1993 television film directed by Burt Reynolds

The Man from Left Field is a 1993 American made-for-television comedy-drama film written and directed by Burt Reynolds. He stars along with Reba McEntire. The film was broadcast on CBS at 9:00 p.m. Eastern Time on October 15, 1993.

==Plot==
A team of local boys are let down by every man they know they can't find a coach for their baseball team. When they find a drifter in left field who refuses to speak, they claim him as their coach and dub him "Jack Robinson" after baseball legend Jackie Robinson. Seeing how poorly the boys play, "Jack" gives them some tips out of frustration. Over the course of the summer he helps the boys with their personal problems and conflicts while they encourage him to find work.

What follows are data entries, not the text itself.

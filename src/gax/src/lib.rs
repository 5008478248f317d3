// Copyright 2025 Google LLC
//
// Licensed under the Apache License, Version 2.0 (the "License");
// you may not use this file except in compliance with the License.
// You may obtain a copy of the License at
//
//     https://www.apache.org/licenses/LICENSE-2.0
//
// Unless required by applicable law or agreed to in writing, software
// distributed under the License is distributed on an "AS IS" BASIS,
// WITHOUT WARRANTIES OR CONDITIONS OF ANY KIND, either express or implied.
// See the License for the specific language governing permissions and
// limitations under the License.

//! API helpers for the Vision client libraries.
//!
//! This crate contains the types and functions shared by the Vision client
//! libraries: the error model, per-request options, client configuration, the
//! policies controlling long-running operation polling loops, and helpers to
//! iterate over paginated list RPCs.

/// An alias of [std::result::Result] where the error is always [crate::error::Error].
///
/// This is the result type used by all functions wrapping RPCs.
pub type Result<T> = std::result::Result<T, crate::error::Error>;

/// The core error types used by the client libraries.
pub mod error;

/// Defines some types and traits to convert and use List RPCs as a Stream.
/// Async streams are not yet stable, so neither is the use of this feature.
#[cfg(feature = "unstable-stream")]
pub mod paginator;

pub mod client_config;
pub mod exponential_backoff;
pub mod options;
pub mod polling_backoff_policy;
pub mod polling_policy;
pub mod polling_state;

#[doc(hidden)]
pub mod unimplemented;
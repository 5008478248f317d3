// Copyright 2025 Google LLC
//
// Licensed under the Apache License, Version 2.0 (the "License");
// you may not use this file except in compliance with the License.
// You may obtain a copy of the License at
//
//     https://www.apache.org/licenses/LICENSE-2.0
//
// Unless required by applicable law or agreed to in writing, software
// distributed under the License is distributed on an "AS IS" BASIS,
// WITHOUT WARRANTIES OR CONDITIONS OF ANY KIND, either express or implied.
// See the License for the specific language governing permissions and
// limitations under the License.

//! Well-known types for the Vision client libraries.
//!
//! Long-running operations carry their metadata and results as
//! `google.protobuf.Any` values. This crate defines [Any], the [Empty]
//! message, the [FieldMask] used by update RPCs, and the
//! [Message][message::Message] trait that ties a Rust type to its protobuf
//! type URL.

mod any;
pub use crate::any::*;
mod empty;
pub use crate::empty::*;
mod field_mask;
pub use crate::field_mask::*;
pub mod message;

When one of the boys almost drowns, "Jack" jumps in and saves him. The experience helps him to remember that he had a daughter who drowned and that he had checked out from society from that day on. Beau's mother encourages him to go back to his home and he returns to his old life as Buddy Lee Howser, retired player for the Kansas City Athletics and current practicing doctor. On the opening day of the season, "Coach" flies in on a helicopter to honor his commitment to the team on.

==Cast==
- Burt Reynolds as Jack Robinson
- Reba McEntire as Nancy Lee Prinzi
- Kauwela Acocella as Beau Prinzi
- Derek Baxter as Malcolm
- Adam Cronan as Bama Block
- Sean Dunne as Peanut
- Mattox Gardener as J.C
Christina Bullock as girl in the stands

==Reception==
People gave the film a C−. TV Guide gave the film 2 out of 5 stars. Using a baseball analogy, Patricia O'Connell of Variety wrote, "This occasionally charming tale of a Little League team from the wrong side of the tracks and the drifter/coach who nurtures them could have hit a home run, but instead settles for a double, and falters somewhere around the fifth inning. Lack of focus and loose plot threads weaken the telepic."